Diese Worte stehen in dem frühesten Prosabuch der Dichterin, den 1858 erschienenen Episteln „Aus Franzensbad“, die ihr literarisches Vorbild in den „lettres d'un voyageur“ der George Sand gefunden haben. Ihr literarischer Einstand war eine scharfe kritische Stellungnahme gegen die Schäden und Fehler in ihrem Stande. Der Welt des österreichischen Adels, der sie entstammte, war in der Monarchie eine ganz besondere Rolle zugewiesen. Die österreichische Aristokratie unternahm, zäh an ihren Überlieferungen festhaltend, nach dem kritischen Jahre 1848 noch einmal den Versuch, als kulturelle Klammer die auseinanderstrebenden Nationalitäten zusammenzuhalten. Die Grundlagen für diesen Versuch gewann sie zunächst einmal aus dem unbedingten Festhalten an der konservativen Idee und der unantastbaren Legitimität des Herrscherhauses, die schon Grillparzer über alle Prüfungen hinweg hochhielt, dann aber auch aus der Geistigkeit des Josephinismus und des Weimarer Humanitätsideals, das gleichzeitig dem Toleranzgedanken und dem religiösen Modernismus in der Sphäre des Hochadels Eingang verschaffte.

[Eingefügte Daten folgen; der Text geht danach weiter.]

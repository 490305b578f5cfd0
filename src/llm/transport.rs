// ABOUTME: HTTP transport to upstream model providers
// ABOUTME: Sends encoded request bodies and returns response text or a raw byte stream
//
// SPDX-License-Identifier: MIT OR Apache-2.0
// Copyright (c) 2025 Pierre Fitness Intelligence

//! # Upstream Transport
//!
//! The transport knows nothing about dialects: it posts a JSON body to a
//! model's endpoint and hands back either the full response text or the raw
//! byte stream. Non-success statuses become `UpstreamRejected` carrying the
//! provider's diagnostic text; timeouts become `UpstreamTimeout`.

use std::fmt;
use std::pin::Pin;
use std::time::Duration;

use async_trait::async_trait;
use bytes::Bytes;
use futures_util::{Stream, StreamExt};
use reqwest::header::CONTENT_TYPE;
use reqwest::{Client, RequestBuilder, Response};
use serde_json::Value;
use tracing::{debug, warn};

use super::openai_compatible::parse_error_message;
use crate::config::environment::UpstreamConfig;
use crate::constants::upstream::DIAGNOSTIC_PREVIEW_CHARS;
use crate::errors::{AppError, AppResult};
use crate::models::ModelConfig;

/// Raw upstream byte stream
pub type ByteStream = Pin<Box<dyn Stream<Item = AppResult<Bytes>> + Send>>;

/// One outbound call to a provider
#[derive(Clone)]
pub struct UpstreamRequest {
    /// Provider tag, used in error messages and logs
    pub provider: String,
    /// Endpoint URL
    pub endpoint: String,
    /// Bearer credential, empty for none
    pub credential: String,
    /// Encoded request body
    pub body: Value,
}

impl UpstreamRequest {
    /// Build a call to the endpoint of a resolved model
    #[must_use]
    pub fn for_model(model: &ModelConfig, body: Value) -> Self {
        Self {
            provider: model.provider_tag.clone(),
            endpoint: model.api_endpoint.clone(),
            credential: model.credential.clone(),
            body,
        }
    }
}

impl fmt::Debug for UpstreamRequest {
    fn fmt(&self, f: &mut fmt::Formatter<'_>) -> fmt::Result {
        f.debug_struct("UpstreamRequest")
            .field("provider", &self.provider)
            .field("endpoint", &self.endpoint)
            .field("credential", &"<redacted>")
            .field("body", &self.body)
            .finish()
    }
}

/// Sends encoded bodies to upstream providers
#[async_trait]
pub trait UpstreamTransport: Send + Sync {
    /// Send a request and return the full response body
    async fn send_json(&self, request: UpstreamRequest) -> AppResult<String>;

    /// Send a request and return the response body as a byte stream
    async fn send_stream(&self, request: UpstreamRequest) -> AppResult<ByteStream>;
}

/// `reqwest`-backed transport
#[derive(Clone)]
pub struct ReqwestTransport {
    client: Client,
    request_timeout: Duration,
}

impl ReqwestTransport {
    /// Build a transport with the configured connect and request bounds
    ///
    /// # Errors
    ///
    /// Returns an error if the HTTP client cannot be constructed.
    pub fn new(config: &UpstreamConfig) -> AppResult<Self> {
        let client = Client::builder()
            .connect_timeout(config.connect_timeout)
            .build()
            .map_err(|e| AppError::internal(format!("Failed to build HTTP client: {e}")))?;
        Ok(Self {
            client,
            request_timeout: config.request_timeout,
        })
    }

    fn prepare(&self, request: &UpstreamRequest) -> RequestBuilder {
        let builder = self
            .client
            .post(&request.endpoint)
            .header(CONTENT_TYPE, "application/json")
            .json(&request.body);
        if request.credential.is_empty() {
            builder
        } else {
            builder.bearer_auth(&request.credential)
        }
    }

    async fn ensure_success(provider: &str, response: Response) -> AppResult<Response> {
        let status = response.status();
        if status.is_success() {
            return Ok(response);
        }
        let body = response.text().await.unwrap_or_default();
        warn!(provider, status = status.as_u16(), "Upstream rejected request");
        Err(AppError::upstream_rejected(
            provider,
            status.as_u16(),
            diagnostic_text(&body),
        ))
    }
}

#[async_trait]
impl UpstreamTransport for ReqwestTransport {
    async fn send_json(&self, request: UpstreamRequest) -> AppResult<String> {
        debug!(
            provider = %request.provider,
            endpoint = %request.endpoint,
            "Sending completion request"
        );
        let response = self
            .prepare(&request)
            .timeout(self.request_timeout)
            .send()
            .await
            .map_err(|e| AppError::from_reqwest(&request.provider, e))?;

        let response = Self::ensure_success(&request.provider, response).await?;
        response
            .text()
            .await
            .map_err(|e| AppError::from_reqwest(&request.provider, e))
    }

    async fn send_stream(&self, request: UpstreamRequest) -> AppResult<ByteStream> {
        debug!(
            provider = %request.provider,
            endpoint = %request.endpoint,
            "Opening completion stream"
        );
        let response = self
            .prepare(&request)
            .send()
            .await
            .map_err(|e| AppError::from_reqwest(&request.provider, e))?;

        let response = Self::ensure_success(&request.provider, response).await?;
        let provider = request.provider;
        let stream = response
            .bytes_stream()
            .map(move |chunk| chunk.map_err(|e| AppError::from_reqwest(&provider, e)));
        Ok(Box::pin(stream))
    }
}

/// Provider diagnostic for an error body: its JSON error message, or a prefix of the raw text
#[must_use]
pub fn diagnostic_text(body: &str) -> String {
    parse_error_message(body)
        .unwrap_or_else(|| body.trim().chars().take(DIAGNOSTIC_PREVIEW_CHARS).collect())
}

#[cfg(test)]
mod tests {
    use super::*;

    #[test]
    fn test_diagnostic_text_prefers_json_message() {
        assert_eq!(
            diagnostic_text(r#"{"error":{"message":"Insufficient Balance"}}"#),
            "Insufficient Balance"
        );
        let long = "x".repeat(500);
        assert_eq!(diagnostic_text(&long).len(), DIAGNOSTIC_PREVIEW_CHARS);
    }
}
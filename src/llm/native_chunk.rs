// ABOUTME: Native chunk wire dialect (Ollama-style local model servers)
// ABOUTME: Newline-delimited JSON chunks with a done flag and eval-count usage
//
// SPDX-License-Identifier: MIT OR Apache-2.0
// Copyright (c) 2025 Pierre Fitness Intelligence

//! # Native Chunk Dialect
//!
//! Request body: `{model, messages, stream, options:{temperature, top_p,
//! num_predict, frequency_penalty, presence_penalty, stop}}`.
//!
//! Every response object, streamed or not, looks like
//! `{model, message:{role, content}, done, done_reason?, usage?}` with usage
//! either nested (`usage.prompt_tokens`) or flattened on the final object
//! (`prompt_eval_count`, `eval_count`). A missing total is computed from the
//! prompt and completion counts.

use serde::{Deserialize, Serialize};
use serde_json::Value;

use super::{ChatMessage, ChatTurnRequest, CompletionPayload, FinishReason, NormalizedChunk};
use crate::errors::{AppError, AppResult};
use crate::models::{ModelConfig, UsageRecord};

#[derive(Debug, Serialize)]
struct NativeRequest<'a> {
    model: &'a str,
    messages: Vec<NativeOutboundMessage<'a>>,
    stream: bool,
    #[serde(skip_serializing_if = "NativeOptions::is_empty")]
    options: NativeOptions<'a>,
}

#[derive(Debug, Serialize)]
struct NativeOutboundMessage<'a> {
    role: &'static str,
    content: &'a str,
    #[serde(skip_serializing_if = "Option::is_none")]
    name: Option<&'a str>,
}

impl<'a> From<&'a ChatMessage> for NativeOutboundMessage<'a> {
    fn from(msg: &'a ChatMessage) -> Self {
        Self {
            role: msg.role.as_str(),
            content: &msg.content,
            name: msg.name.as_deref(),
        }
    }
}

#[derive(Debug, Default, Serialize)]
struct NativeOptions<'a> {
    #[serde(skip_serializing_if = "Option::is_none")]
    temperature: Option<f32>,
    #[serde(skip_serializing_if = "Option::is_none")]
    top_p: Option<f32>,
    #[serde(skip_serializing_if = "Option::is_none")]
    num_predict: Option<u32>,
    #[serde(skip_serializing_if = "Option::is_none")]
    frequency_penalty: Option<f32>,
    #[serde(skip_serializing_if = "Option::is_none")]
    presence_penalty: Option<f32>,
    #[serde(skip_serializing_if = "Option::is_none")]
    stop: Option<&'a [String]>,
}

impl NativeOptions<'_> {
    const fn is_empty(&self) -> bool {
        self.temperature.is_none()
            && self.top_p.is_none()
            && self.num_predict.is_none()
            && self.frequency_penalty.is_none()
            && self.presence_penalty.is_none()
            && self.stop.is_none()
    }
}

/// Inbound object; `done` is required so OpenAI-style chunks never match
#[derive(Debug, Deserialize)]
struct NativeChunk {
    #[serde(default)]
    message: Option<NativeMessage>,
    done: bool,
    #[serde(default)]
    done_reason: Option<String>,
    #[serde(default)]
    model: Option<String>,
    #[serde(default)]
    usage: Option<NativeUsage>,
    #[serde(default)]
    prompt_eval_count: Option<u32>,
    #[serde(default)]
    eval_count: Option<u32>,
}

#[derive(Debug, Deserialize)]
struct NativeMessage {
    #[serde(default)]
    content: Option<String>,
}

#[derive(Debug, Deserialize)]
struct NativeUsage {
    #[serde(default, alias = "prompt_eval_count")]
    prompt_tokens: Option<u32>,
    #[serde(default, alias = "eval_count")]
    completion_tokens: Option<u32>,
    #[serde(default)]
    total_tokens: Option<u32>,
}

impl NativeChunk {
    fn usage(&self) -> Option<UsageRecord> {
        if let Some(usage) = &self.usage {
            return Some(UsageRecord::from_parts(
                usage.prompt_tokens,
                usage.completion_tokens,
                usage.total_tokens,
            ));
        }
        if self.prompt_eval_count.is_some() || self.eval_count.is_some() {
            return Some(UsageRecord::from_parts(
                self.prompt_eval_count,
                self.eval_count,
                None,
            ));
        }
        None
    }

    fn finish_reason(&self) -> Option<FinishReason> {
        if !self.done {
            return None;
        }
        self.done_reason
            .as_deref()
            .and_then(FinishReason::from_wire)
            .or(Some(FinishReason::Stop))
    }
}

/// Encode the outbound request body
#[must_use]
pub fn build_request(model: &ModelConfig, request: &ChatTurnRequest, stream: bool) -> Value {
    let sampling = &request.sampling;
    let body = NativeRequest {
        model: &model.model_name,
        messages: request
            .messages
            .iter()
            .map(NativeOutboundMessage::from)
            .collect(),
        stream,
        options: NativeOptions {
            temperature: sampling.temperature,
            top_p: sampling.top_p,
            num_predict: sampling.max_tokens,
            frequency_penalty: sampling.frequency_penalty,
            presence_penalty: sampling.presence_penalty,
            stop: sampling.stop.as_deref(),
        },
    };
    serde_json::to_value(body).unwrap_or(Value::Null)
}

/// Decode a whole (non-streamed) response object
///
/// # Errors
///
/// Returns a serialization error when the body is not a native response object.
pub fn parse_response(body: &str) -> AppResult<CompletionPayload> {
    let chunk: NativeChunk = serde_json::from_str(body)
        .map_err(|e| AppError::serialization(format!("Unrecognized completion response: {e}")))?;

    let usage = chunk.usage();
    let finish_reason = chunk.finish_reason();
    Ok(CompletionPayload {
        content: chunk
            .message
            .and_then(|message| message.content)
            .unwrap_or_default(),
        finish_reason,
        usage,
        model: chunk.model,
    })
}

/// Decode one stream payload
///
/// # Errors
///
/// Returns the decoder error when the payload is not a native chunk.
pub fn parse_chunk(payload: &str) -> Result<NormalizedChunk, serde_json::Error> {
    let chunk: NativeChunk = serde_json::from_str(payload)?;
    let usage = chunk.usage();
    let finish_reason = chunk.finish_reason();

    Ok(NormalizedChunk {
        delta_content: chunk
            .message
            .and_then(|message| message.content)
            .filter(|content| !content.is_empty()),
        finish_reason,
        usage,
    })
}

#[cfg(test)]
#[allow(clippy::unwrap_used)]
mod tests {
    use super::*;
    use crate::llm::SamplingParams;
    use crate::models::Credits;

    #[test]
    fn test_build_request_maps_max_tokens_to_num_predict() {
        let model = ModelConfig {
            id: 2,
            provider_tag: "ollama".to_owned(),
            model_name: "qwen2.5:7b".to_owned(),
            api_endpoint: "http://localhost:11434/api/chat".to_owned(),
            credential: String::new(),
            price_per_1000_units: Credits::ZERO,
            enabled: true,
        };
        let request = ChatTurnRequest {
            model_id: 2,
            conversation_id: 1,
            messages: vec![ChatMessage::user("Hi")],
            stream: true,
            sampling: SamplingParams {
                max_tokens: Some(64),
                ..SamplingParams::default()
            },
        };

        let body = build_request(&model, &request, true);
        assert_eq!(body["options"]["num_predict"], 64);
        assert_eq!(body["stream"], true);

        let bare = build_request(
            &model,
            &ChatTurnRequest {
                sampling: SamplingParams::default(),
                ..request
            },
            false,
        );
        assert!(bare.get("options").is_none());
    }

    #[test]
    fn test_build_request_forwards_message_name() {
        let model = ModelConfig {
            id: 2,
            provider_tag: "ollama".to_owned(),
            model_name: "qwen2.5:7b".to_owned(),
            api_endpoint: "http://localhost:11434/api/chat".to_owned(),
            credential: String::new(),
            price_per_1000_units: Credits::ZERO,
            enabled: true,
        };
        let request = ChatTurnRequest {
            model_id: 2,
            conversation_id: 1,
            messages: vec![ChatMessage::user("Hi").with_name("alice_01")],
            stream: false,
            sampling: SamplingParams::default(),
        };

        let body = build_request(&model, &request, false);
        assert_eq!(body["messages"][0]["name"], "alice_01");
    }

    #[test]
    fn test_done_chunk_with_flat_counts() {
        let chunk = parse_chunk(
            r#"{"model":"qwen","message":{"role":"assistant","content":""},"done":true,"prompt_eval_count":4,"eval_count":6}"#,
        )
        .unwrap();
        assert_eq!(chunk.delta_content, None);
        assert_eq!(chunk.finish_reason, Some(FinishReason::Stop));
        assert_eq!(chunk.usage, Some(UsageRecord::new(4, 6)));
    }

    #[test]
    fn test_nested_usage_without_total() {
        let chunk = parse_chunk(
            r#"{"message":{"role":"assistant","content":"!"},"done":true,"done_reason":"length","usage":{"prompt_tokens":3,"completion_tokens":2}}"#,
        )
        .unwrap();
        assert_eq!(chunk.delta_content.as_deref(), Some("!"));
        assert_eq!(chunk.finish_reason, Some(FinishReason::Length));
        assert_eq!(chunk.usage.map(|u| u.total_units), Some(5));
    }
}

Es war dies der letzte, der allerletzte Einsatz für ein Reich, das nach dem unerbittlichen Ratschluß weltgeschichtlicher Gesetzlichkeit dem Untergang geweiht war. Es war ein Einsatz, der halb noch kampffreudig Werte schuf und weitergab, aber auch halb schon in dumpfer Resignation und zerstörender Selbstanklage das Spiel verloren gab. Denn nichts lag diesen Menschen mehr in den Gliedern, als der Schrecken vor der Zukunft, deren unheimliche Zeichen am Himmel erschienen und jene dumpfe Vorahnung nur verstärkten, daß nun das Chaos kommen mußte.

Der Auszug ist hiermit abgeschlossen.